İstanbul
Parçalı az bulutlu
14°
Ara

YASLARIMIZ VE BUGÜN

YAYINLAMA:

Bazı uzmanlar yas tutmayı ayrılıklar ve kopuşların yeni durumlara uyumlandırılması olarak tanımlıyorlar. Profesör Dr. Volkan: “Yas tutma, sadece ölüme karşı verilen bir yanıt değildir. Yas tutma herhangi bir kayıp ya da değişikliğe verdiğimiz psikolojik yanıt ve iç dünyamız ile gerçeklik arasında uyum sağlayabilmemiz için yaptığımız uzlaşmalardır. Kayıp, aile yadigârı bir küpe olabileceği gibi; bir eş, bir sevgili, bir dost, bir umut, bir ülkü, bir vatan hatta ESKİ BİR KENDİLİĞİMİZ bile olabilir,” diyor.

Volkan, yas olgusunu gerçekten doğru bir biçimde anlayabilmemiz için 3 önemli unsura dikkatimizi çekiyor: Birincisi, her kayıp bizi kaçınılmaz bir keder içine sürüklüyor. İkincisi, her kayıp tüm geçmiş yitimlerimizi de yeniden canlandırıyor ve son olarak, eğer kayıp yasını tam olarak tutabilirsek, kayıplar, bizlere büyüme ve yenilenmemiz için önemli bir araç olabiliyor. Volkan ayrıca başarılı yas tutabilmemiz için iki ana bileşenin gerekliliğine değiniyor: Birinci bileşen, yitirdiğimiz ilişkimizin bizim için ne anlama geldiğini değerlendirebilmek üzere ilişkimizi yeniden gözden geçirmemiz, ikinci bileşen ise, kaybımızı geleceği olmayan bir anıya dönüştürebilmek. İşte bu etkenler sebebiyle Prof.
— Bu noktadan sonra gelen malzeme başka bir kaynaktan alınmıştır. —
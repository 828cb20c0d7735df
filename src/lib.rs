//! affinity-graph: similarity diffusion and personalized random walks
//!
//! # Overview
//!
//! affinity-graph scores node affinity in weighted interaction graphs by
//! combining a content-derived similarity signal with a structure-derived
//! diffusion signal, and by estimating personalized random-walk affinity from
//! seed nodes. Outputs are themselves weighted graphs (or per-seed affinity
//! vectors) for downstream clustering and plotting tools.
//!
//! # Quick Start
//!
//! ```no_run
//! use affinity_graph::{
//!     diffuse, personalized_walk, storage::edgelist, NodeId, WalkConfig,
//! };
//!
//! # async fn example() -> Result<(), Box<dyn std::error::Error>> {
//! // Load the interaction graph and its content-similarity scores
//! let mut graph = edgelist::read_graph("interactions.txt").await?;
//! let content = edgelist::read_similarity("content.txt", graph.num_nodes()).await?;
//!
//! // Smooth content similarity one structural hop
//! let smoothed = diffuse(&mut graph, &content)?;
//! edgelist::write_matrix(&smoothed, "structure.txt").await?;
//!
//! // Affinity of every node to seed 42
//! let outcome = personalized_walk(&mut graph, NodeId(42), &WalkConfig::default())?;
//! edgelist::write_affinity(&outcome.affinity, Some(NodeId(42)), "affinity_42.txt").await?;
//! # Ok(())
//! # }
//! ```
//!
//! # Architecture
//!
//! - **Storage**: adjacency-map weighted graph + sparse similarity matrix
//! - **Persistence**: flat `node node weight` text edge lists
//! - **Algorithms**: matrix-free transition models, diffusion, power iteration
//! - **Safety**: the random walk's temporary graph mutation is scope-guarded;
//!   the caller's graph is restored on every exit path

#![warn(missing_docs)]
#![warn(clippy::all)]
#![warn(clippy::pedantic)]
#![allow(clippy::module_name_repetitions)]

pub mod algorithms;
pub mod error;
pub mod storage;

// Re-export core types
pub use algorithms::{
    diffuse, diffuse_normalized, pagerank, personalized_walk, TransitionScope, WalkConfig,
    WalkOutcome,
};
pub use error::AffinityError;
pub use storage::{NodeId, SimilarityMatrix, WeightedGraph};

// Error type for fallible I/O boundaries
pub use anyhow::{Error, Result};
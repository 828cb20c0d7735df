//! Full pipeline example: content similarity → structural diffusion →
//! seeded random walk → edge-list outputs
//!
//! Run with: cargo run --example affinity_pipeline

use affinity_graph::{
    diffuse, pagerank, personalized_walk, storage::edgelist, NodeId, SimilarityMatrix,
    WalkConfig, WeightedGraph,
};

#[tokio::main]
async fn main() -> Result<(), Box<dyn std::error::Error>> {
    env_logger::init();

    println!("🔬 affinity-graph: diffusion + random-walk pipeline\n");

    // 1. A small interaction graph: two tight groups bridged by one edge
    println!("📊 Building interaction graph...");
    let mut graph = WeightedGraph::with_nodes(7);
    // group A
    graph.add_edge(NodeId(0), NodeId(1), 1.0)?;
    graph.add_edge(NodeId(1), NodeId(2), 1.0)?;
    graph.add_edge(NodeId(2), NodeId(0), 1.0)?;
    // bridge
    graph.add_edge(NodeId(2), NodeId(3), 0.5)?;
    // group B
    graph.add_edge(NodeId(3), NodeId(4), 1.0)?;
    graph.add_edge(NodeId(4), NodeId(5), 1.0)?;
    graph.add_edge(NodeId(5), NodeId(6), 1.0)?;
    graph.add_edge(NodeId(6), NodeId(3), 1.0)?;
    println!(
        "  ✅ {} nodes, {} edges\n",
        graph.num_nodes(),
        graph.num_edges()
    );

    // 2. Content similarity on a few annotated pairs
    println!("🧬 Content similarity (annotation overlap)...");
    let mut content = SimilarityMatrix::new(7);
    content.set_symmetric(NodeId(0), NodeId(1), 0.9)?;
    content.set_symmetric(NodeId(1), NodeId(2), 0.7)?;
    content.set_symmetric(NodeId(4), NodeId(5), 0.6)?;
    println!("  {} stored entries\n", content.num_entries());

    // 3. Smooth the content scores one structural hop
    println!("🌊 Diffusing content scores along the graph...");
    let smoothed = diffuse(&mut graph, &content)?;
    println!(
        "  {} entries, max {:?} (rescaled to the content maximum)",
        smoothed.num_entries(),
        smoothed.max_value()
    );
    let dir = tempfile::tempdir()?;
    let structure_path = dir.path().join("structure_similarity.txt");
    edgelist::write_matrix(&smoothed, &structure_path).await?;
    println!("  💾 wrote {}\n", structure_path.display());

    // 4. Personalized walk from node 0
    println!("🚶 Personalized random walk from seed 0...");
    let config = WalkConfig {
        max_iterations: 200,
        ..WalkConfig::default()
    };
    let outcome = personalized_walk(&mut graph, NodeId(0), &config)?;
    println!(
        "  converged: {} after {} iterations",
        outcome.converged, outcome.iterations
    );
    for (node, mass) in outcome.affinity.iter().enumerate() {
        println!("    node {node}: {mass:.6}");
    }
    let affinity_path = dir.path().join("affinity_seed0.txt");
    edgelist::write_affinity(&outcome.affinity, Some(NodeId(0)), &affinity_path).await?;
    println!("  💾 wrote {}\n", affinity_path.display());

    // 5. Uniform pagerank for comparison
    println!("📈 Uniform-restart pagerank...");
    let global = pagerank(&graph, &config)?;
    let mut ranked: Vec<_> = global.affinity.iter().enumerate().collect();
    ranked.sort_by(|a, b| b.1.partial_cmp(a.1).unwrap_or(std::cmp::Ordering::Equal));
    for (node, mass) in ranked.iter().take(3) {
        println!("    #{node}: {mass:.6}");
    }

    println!("\n✅ Pipeline complete");
    Ok(())
}
//! Application configuration management

use std::path::{Path, PathBuf};

use anyhow::{Context, Result};
use directories::ProjectDirs;
use serde::{Deserialize, Serialize};

use super::store::DEFAULT_INDENT;

/// How many recently imported files are remembered
const MAX_RECENT_FILES: usize = 10;

/// Application configuration
#[derive(Debug, Clone, Default, Serialize, Deserialize)]
#[serde(default)]
pub struct AppConfig {
    /// Last imported file
    pub last_file: Option<PathBuf>,
    /// Recently imported files, most recent first
    pub recent_files: Vec<PathBuf>,
    /// Document store settings
    pub store: StoreConfig,
}

/// Settings for rewriting documents
#[derive(Debug, Clone, Serialize, Deserialize)]
#[serde(default)]
pub struct StoreConfig {
    /// Indentation width in spaces
    pub indent: usize,
    /// Escape non-ASCII characters as `\uXXXX` when rewriting
    pub ascii_only: bool,
}

impl Default for StoreConfig {
    fn default() -> Self {
        Self {
            indent: DEFAULT_INDENT,
            ascii_only: true,
        }
    }
}

impl AppConfig {
    /// Get the default config file path
    pub fn default_path() -> Option<PathBuf> {
        ProjectDirs::from("com", "jsonlist", "JsonList")
            .map(|dirs| dirs.config_dir().join("config.json"))
    }

    /// Load configuration from `path`, falling back to defaults if it does not exist
    pub fn load_from(path: &Path) -> Result<Self> {
        if !path.exists() {
            return Ok(Self::default());
        }

        let content = std::fs::read_to_string(path)
            .with_context(|| format!("Failed to read config: {}", path.display()))?;
        let config: Self = serde_json::from_str(&content)
            .with_context(|| format!("Failed to parse config: {}", path.display()))?;
        Ok(config)
    }

    /// Save configuration to `path`
    pub fn save_to(&self, path: &Path) -> Result<()> {
        // Ensure config directory exists
        if let Some(parent) = path.parent() {
            std::fs::create_dir_all(parent)?;
        }

        let content = serde_json::to_string_pretty(self)?;
        std::fs::write(path, content)
            .with_context(|| format!("Failed to write config: {}", path.display()))?;

        tracing::info!("Saved config to: {}", path.display());
        Ok(())
    }

    /// Record `path` as the last imported file and move it to the front of
    /// the recent list
    pub fn add_recent_file(&mut self, path: PathBuf) {
        self.recent_files.retain(|p| p != &path);
        self.recent_files.insert(0, path.clone());
        self.recent_files.truncate(MAX_RECENT_FILES);
        self.last_file = Some(path);
    }
}

#[cfg(test)]
mod tests {
    use super::*;

    #[test]
    fn test_missing_config_is_default() {
        let dir = tempfile::tempdir().unwrap();
        let config = AppConfig::load_from(&dir.path().join("config.json")).unwrap();
        assert!(config.last_file.is_none());
        assert_eq!(config.store.indent, 4);
    }

    #[test]
    fn test_save_and_load() {
        let dir = tempfile::tempdir().unwrap();
        let path = dir.path().join("nested").join("config.json");

        let mut config = AppConfig::default();
        config.add_recent_file(PathBuf::from("/data/a.json"));
        config.store.indent = 2;
        config.save_to(&path).unwrap();

        let loaded = AppConfig::load_from(&path).unwrap();
        assert_eq!(loaded.last_file, Some(PathBuf::from("/data/a.json")));
        assert_eq!(loaded.recent_files, vec![PathBuf::from("/data/a.json")]);
        assert_eq!(loaded.store.indent, 2);
    }

    #[test]
    fn test_partial_config_uses_defaults() {
        let dir = tempfile::tempdir().unwrap();
        let path = dir.path().join("config.json");
        std::fs::write(&path, r#"{"last_file": "/x.json"}"#).unwrap();

        let config = AppConfig::load_from(&path).unwrap();
        assert_eq!(config.last_file, Some(PathBuf::from("/x.json")));
        assert_eq!(config.store.indent, 4);
        assert!(config.store.ascii_only);
        assert!(config.recent_files.is_empty());
    }

    #[test]
    fn test_malformed_config_is_error() {
        let dir = tempfile::tempdir().unwrap();
        let path = dir.path().join("config.json");
        std::fs::write(&path, "{").unwrap();
        assert!(AppConfig::load_from(&path).is_err());
    }

    #[test]
    fn test_recent_files_dedup_and_cap() {
        let mut config = AppConfig::default();
        for i in 0..12 {
            config.add_recent_file(PathBuf::from(format!("/f{i}.json")));
        }
        config.add_recent_file(PathBuf::from("/f5.json"));

        assert_eq!(config.recent_files.len(), 10);
        assert_eq!(config.recent_files[0], PathBuf::from("/f5.json"));
        assert_eq!(
            config.recent_files.iter().filter(|p| p.ends_with("f5.json")).count(),
            1
        );
        assert_eq!(config.last_file, Some(PathBuf::from("/f5.json")));
    }
}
Volkan “Kayıp can yakıcı bir armağandır,” diyor.
Yas işi tamamlandıkça, bireyin yeni işlere ve ilişkilere yatırım yapmak için daha şiddetli bir istek duyduğunu, çünkü artık harcayacak enerjisi olduğunu ve çevresindeki insanlarla ilişki kurma yeteneğinin de geri geldiğini anlatıyor. Kısacası bir bakıma geçmişimizin tutsaklığından nasıl kurtulabileceğimizin formüllerini veriyor ve en önemli formülün özdeşimler yapmak olduğunu anlatıyor. Çoğumuzun ölümü kabul etmeyle birlikte yas tutmanın da sona erdiğine inandığını ancak bunun çok yanlış bir tutum olduğunu anlatıyor. Çünkü ölümü kabul ettikten sonra yas tutmanın en önemli ikinci evresinin başladığını ve bu evrede ölümün gerçekliğini kabul ettikten sonra yitirdiğimiz birey yada eşya ile olan ilişkimizi artık bizleri uğraştırmayacak bir anıya dönüştürebilmek için gerekli olan ince ve bir o kadar karmaşık bir uzlaşma aşamasına girdiğimizi belirtiyor.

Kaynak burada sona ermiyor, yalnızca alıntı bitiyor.